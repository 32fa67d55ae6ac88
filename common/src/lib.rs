//! Defect Detective Common Library
//!
//! サーバーとCLIで共有される型・プロンプト・レスポンスパーサー

pub mod types;
pub mod error;
pub mod parser;
pub mod prompts;

pub use types::{AnalysisResult, DefectRecord, ParsedAnalysis};
pub use error::{Error, MalformedModelOutput, Result};
pub use parser::{parse_model_reply, strip_code_fence};
pub use prompts::{build_prompt, SYSTEM_INSTRUCTION, USER_INSTRUCTION};
//! Gemini API連携モジュール
//!
//! 1回の generateContent 呼び出しで画像を解析し、応答テキストを返す。
//! リトライはしない。

use super::encoder::EncodedImage;
use super::types::{
    Content, GenerateContentRequest, GenerateContentResponse, GenerationConfig, InlineData, Part,
};
use crate::config::Config;
use crate::error::{DefectError, Result};
use defect_detective_common::{build_prompt, SYSTEM_INSTRUCTION, USER_INSTRUCTION};
use reqwest::StatusCode;
use std::time::Duration;

/// 漏洩キーとしてブロックされた場合の応答に含まれる文言
const LEAKED_KEY_MARKER: &str = "reported as leaked";

#[derive(Debug, Clone)]
pub struct GeminiClient {
    http: reqwest::Client,
    api_key: Option<String>,
    endpoint: String,
    max_output_tokens: u32,
}

impl GeminiClient {
    pub fn new(config: &Config) -> Result<Self> {
        let http = reqwest::Client::builder()
            .timeout(Duration::from_secs(config.timeout_seconds))
            .build()
            .map_err(|e| DefectError::Config(format!("HTTPクライアントを構築できません: {}", e)))?;

        Ok(Self {
            http,
            api_key: config.api_key.clone(),
            endpoint: format!("{}/models/{}:generateContent", config.api_base, config.model),
            max_output_tokens: config.max_output_tokens,
        })
    }

    pub fn endpoint(&self) -> &str {
        &self.endpoint
    }

    /// プロンプト（テキスト）と画像の2パートからなるリクエストを構築
    pub fn build_request(&self, image: &EncodedImage) -> GenerateContentRequest {
        GenerateContentRequest {
            contents: vec![Content {
                role: "user".to_string(),
                parts: vec![
                    Part::Text {
                        text: build_prompt(SYSTEM_INSTRUCTION, USER_INSTRUCTION),
                    },
                    Part::InlineData {
                        inline_data: InlineData {
                            mime_type: image.mime_type.clone(),
                            data: image.data.clone(),
                        },
                    },
                ],
            }],
            generation_config: GenerationConfig {
                max_output_tokens: self.max_output_tokens,
            },
        }
    }

    /// 画像を送信して応答テキストを取得
    ///
    /// APIキーが未設定の場合は通信前に `MissingApiKey` を返す
    pub async fn generate(&self, image: &EncodedImage) -> Result<String> {
        let api_key = self.api_key.as_deref().ok_or(DefectError::MissingApiKey)?;
        let request = self.build_request(image);

        tracing::debug!(endpoint = %self.endpoint, mime_type = %image.mime_type, "calling Gemini");

        // URLにキーが含まれるため、エラーメッセージからは除く
        let response = self
            .http
            .post(&self.endpoint)
            .query(&[("key", api_key)])
            .json(&request)
            .send()
            .await
            .map_err(|e| DefectError::UpstreamUnreachable(e.without_url().to_string()))?;

        let status = response.status();
        let body = response
            .text()
            .await
            .map_err(|e| DefectError::UpstreamUnreachable(e.without_url().to_string()))?;

        tracing::debug!(status = status.as_u16(), bytes = body.len(), "Gemini responded");

        interpret_response(status, &body)
    }
}

/// ステータスと本文から応答テキストまたはエラーを決める
pub fn interpret_response(status: StatusCode, body: &str) -> Result<String> {
    if status == StatusCode::FORBIDDEN && body.contains(LEAKED_KEY_MARKER) {
        return Err(DefectError::CredentialRevoked);
    }

    if !status.is_success() {
        return Err(DefectError::Upstream {
            status: status.as_u16(),
            body: body.to_string(),
        });
    }

    let value: serde_json::Value = serde_json::from_str(body).map_err(|_| DefectError::Upstream {
        status: status.as_u16(),
        body: body.to_string(),
    })?;

    let text = serde_json::from_value::<GenerateContentResponse>(value.clone())
        .ok()
        .and_then(|r| r.first_candidate_text());

    match text {
        Some(text) => Ok(text),
        // 想定外の形はエラーにせずJSONのまま返す
        None => Ok(serde_json::to_string(&value)?),
    }
}

#[cfg(test)]
mod tests {
    use super::*;

    fn test_client() -> GeminiClient {
        let config = Config::from_lookup(|key| match key {
            "GEMINI_API_KEY" => Some("test-key".to_string()),
            "GEMINI_MAX_OUTPUT_TOKENS" => Some("256".to_string()),
            _ => None,
        })
        .unwrap();
        GeminiClient::new(&config).unwrap()
    }

    #[test]
    fn test_endpoint() {
        assert_eq!(
            test_client().endpoint(),
            "https://generativelanguage.googleapis.com/v1/models/gemini-2.0-flash:generateContent"
        );
    }

    #[test]
    fn test_build_request() {
        let image = EncodedImage {
            mime_type: "image/jpeg".to_string(),
            data: "/9j/4AAQ".to_string(),
        };
        let json = serde_json::to_value(test_client().build_request(&image)).unwrap();
        let parts = &json["contents"][0]["parts"];
        assert!(parts[0]["text"]
            .as_str()
            .unwrap()
            .ends_with("Return JSON response only."));
        assert_eq!(parts[1]["inlineData"]["mimeType"], "image/jpeg");
        assert_eq!(json["generationConfig"]["maxOutputTokens"], 256);
    }

    #[test]
    fn test_leaked_key() {
        let body = r#"{"error": {"code": 403, "message": "Your API key was reported as leaked. Please use another API key."}}"#;
        let err = interpret_response(StatusCode::FORBIDDEN, body).unwrap_err();
        assert!(matches!(err, DefectError::CredentialRevoked));
        assert!(err.to_string().contains("generate a new API key"));
    }

    #[test]
    fn test_forbidden_without_marker_is_upstream() {
        let err = interpret_response(StatusCode::FORBIDDEN, "permission denied").unwrap_err();
        assert!(matches!(err, DefectError::Upstream { status: 403, .. }));
    }

    #[test]
    fn test_server_error() {
        let err = interpret_response(StatusCode::SERVICE_UNAVAILABLE, "overloaded").unwrap_err();
        match err {
            DefectError::Upstream { status, body } => {
                assert_eq!(status, 503);
                assert_eq!(body, "overloaded");
            }
            other => panic!("unexpected error: {:?}", other),
        }
    }

    #[test]
    fn test_success_text() {
        let body = r#"{"candidates": [{"content": {"parts": [{"text": "{\"total_defects\": 0}"}]}}]}"#;
        assert_eq!(
            interpret_response(StatusCode::OK, body).unwrap(),
            r#"{"total_defects": 0}"#
        );
    }

    #[test]
    fn test_unexpected_shape_falls_back_to_json() {
        let body = r#"{"promptFeedback": {"blockReason": "SAFETY"}}"#;
        let text = interpret_response(StatusCode::OK, body).unwrap();
        let value: serde_json::Value = serde_json::from_str(&text).unwrap();
        assert_eq!(value["promptFeedback"]["blockReason"], "SAFETY");
    }

    #[test]
    fn test_candidates_wrong_type_falls_back_to_json() {
        let text = interpret_response(StatusCode::OK, r#"{"candidates": "none"}"#).unwrap();
        assert_eq!(text, r#"{"candidates":"none"}"#);
    }

    #[test]
    fn test_non_json_success_body() {
        let err = interpret_response(StatusCode::OK, "<html>").unwrap_err();
        assert!(matches!(err, DefectError::Upstream { status: 200, .. }));
    }

    #[tokio::test]
    async fn test_missing_api_key_checked_first() {
        let config = Config::from_lookup(|key| match key {
            // 接続できないアドレス: キー確認が先なら通信は発生しない
            "GEMINI_API_BASE" => Some("http://127.0.0.1:9".to_string()),
            _ => None,
        })
        .unwrap();
        let client = GeminiClient::new(&config).unwrap();
        let image = EncodedImage {
            mime_type: "image/png".to_string(),
            data: String::new(),
        };
        assert!(matches!(
            client.generate(&image).await,
            Err(DefectError::MissingApiKey)
        ));
    }
}
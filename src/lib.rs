pub mod analyzer;
pub mod api;
pub mod cli;
pub mod config;
pub mod error;
pub mod store;
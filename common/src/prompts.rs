//! プロンプト生成モジュール
//!
//! - SYSTEM_INSTRUCTION: 欠陥カテゴリと出力JSON形式の指示
//! - USER_INSTRUCTION: 画像に添える指示
//! - build_prompt: 両者を結合したテキストパート

/// 欠陥検出のシステム指示
pub const SYSTEM_INSTRUCTION: &str = r#"You are an expert industrial defect detection AI. Analyze images for manufacturing and industrial defects like:
- Cold joints in welds
- Foreign materials/contaminants
- Cracks and fractures
- Corrosion and rust
- Surface imperfections
- Misaligned components
- Dimensional issues

Return ONLY a valid JSON response with this exact structure:
{
    "defects_found": [
        {
            "defect_type": "Cold Joint",
            "confidence": 92,
            "severity": "High",
            "description": "Incomplete weld penetration detected in joint area"
        },
        {
            "defect_type": "Foreign Material",
            "confidence": 86,
            "severity": "Medium",
            "description": "Metallic debris embedded in surface"
        }
    ],
    "total_defects": 2
}

If no defects are found, return:
{
    "defects_found": [],
    "total_defects": 0
}"#;

/// 画像に添えるユーザー指示
pub const USER_INSTRUCTION: &str =
    "Analyze this manufacturing/industrial image for defects. Return JSON response only.";

/// システム指示とユーザー指示を結合
///
/// システム指示が空の場合はユーザー指示のみ
pub fn build_prompt(system: &str, user: &str) -> String {
    let system = system.trim();
    if system.is_empty() {
        return user.to_string();
    }
    format!("{}\n\n{}", system, user)
}

#[cfg(test)]
mod tests {
    use super::*;

    #[test]
    fn test_build_prompt_joins_with_blank_line() {
        let prompt = build_prompt(SYSTEM_INSTRUCTION, USER_INSTRUCTION);
        assert!(prompt.starts_with("You are an expert industrial defect detection AI."));
        assert!(prompt.ends_with(USER_INSTRUCTION));
        assert!(prompt.contains("}\n\nAnalyze this"));
    }

    #[test]
    fn test_build_prompt_empty_system() {
        assert_eq!(build_prompt("   ", USER_INSTRUCTION), USER_INSTRUCTION);
    }

    #[test]
    fn test_system_instruction_lists_categories() {
        for category in [
            "Cold joints",
            "Foreign materials",
            "Cracks",
            "Corrosion",
            "Surface imperfections",
            "Misaligned components",
            "Dimensional issues",
        ] {
            assert!(SYSTEM_INSTRUCTION.contains(category), "missing: {}", category);
        }
        assert!(SYSTEM_INSTRUCTION.contains("\"total_defects\": 0"));
    }
}
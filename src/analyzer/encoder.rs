//! アップロード画像の検証とBase64エンコード

use crate::error::{DefectError, Result};
use base64::Engine;
use std::path::Path;

/// Gemini の inlineData に渡す形式
#[derive(Debug, Clone, PartialEq)]
pub struct EncodedImage {
    pub mime_type: String,
    pub data: String,
}

/// 拡張子 → MIMEタイプ
const IMAGE_EXTENSIONS: &[(&str, &str)] = &[
    ("jpg", "image/jpeg"),
    ("jpeg", "image/jpeg"),
    ("png", "image/png"),
    ("gif", "image/gif"),
    ("webp", "image/webp"),
    ("bmp", "image/bmp"),
    ("tif", "image/tiff"),
    ("tiff", "image/tiff"),
    ("heic", "image/heic"),
];

/// 画像であることを確認してBase64エンコード
///
/// content-type が `image/` で始まらない（または未指定の）場合は `InvalidInput`
pub fn encode_image(bytes: &[u8], content_type: Option<&str>) -> Result<EncodedImage> {
    let mime_type = content_type.unwrap_or_default();
    if !mime_type.starts_with("image/") {
        return Err(DefectError::InvalidInput(
            "Only image files are supported".to_string(),
        ));
    }

    Ok(EncodedImage {
        mime_type: mime_type.to_string(),
        data: base64::engine::general_purpose::STANDARD.encode(bytes),
    })
}

/// ローカルファイルの拡張子からMIMEタイプを推定（CLI用）
pub fn mime_type_for_path(path: &Path) -> &'static str {
    let ext = path
        .extension()
        .map(|e| e.to_string_lossy().to_lowercase())
        .unwrap_or_default();

    IMAGE_EXTENSIONS
        .iter()
        .find(|(e, _)| *e == ext)
        .map(|(_, mime)| *mime)
        .unwrap_or("application/octet-stream")
}
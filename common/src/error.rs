//! エラー型定義

use thiserror::Error;

/// 共通エラー型
#[derive(Error, Debug)]
pub enum Error {
    #[error("Timestamp error: {0}")]
    Timestamp(String),
}

/// モデル出力が期待する形式でなかったことを表す
///
/// パイプラインの境界でセンチネルレコードに置き換えられ、
/// クライアントへは返されない。
#[derive(Error, Debug, Clone, PartialEq)]
#[error("malformed model output: {reason}")]
pub struct MalformedModelOutput {
    pub reason: String,
}

impl MalformedModelOutput {
    pub fn new(reason: impl Into<String>) -> Self {
        Self { reason: reason.into() }
    }
}

/// Result型エイリアス
pub type Result<T> = std::result::Result<T, Error>;

#[cfg(test)]
mod tests {
    use super::*;

    #[test]
    fn test_error_display_timestamp() {
        let error = Error::Timestamp("not a date".to_string());
        assert_eq!(format!("{}", error), "Timestamp error: not a date");
    }

    #[test]
    fn test_malformed_display() {
        let error = MalformedModelOutput::new("expected value at line 1 column 1");
        let display = format!("{}", error);
        assert!(display.starts_with("malformed model output"));
        assert!(display.contains("line 1 column 1"));
    }
}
============================================================
▸ **WHAT YOU NEED TO DO**
Tell how many lines of the entries above include "prompts". The answer should be the number and nothing more.

▸ **RESPONSE AREA**
3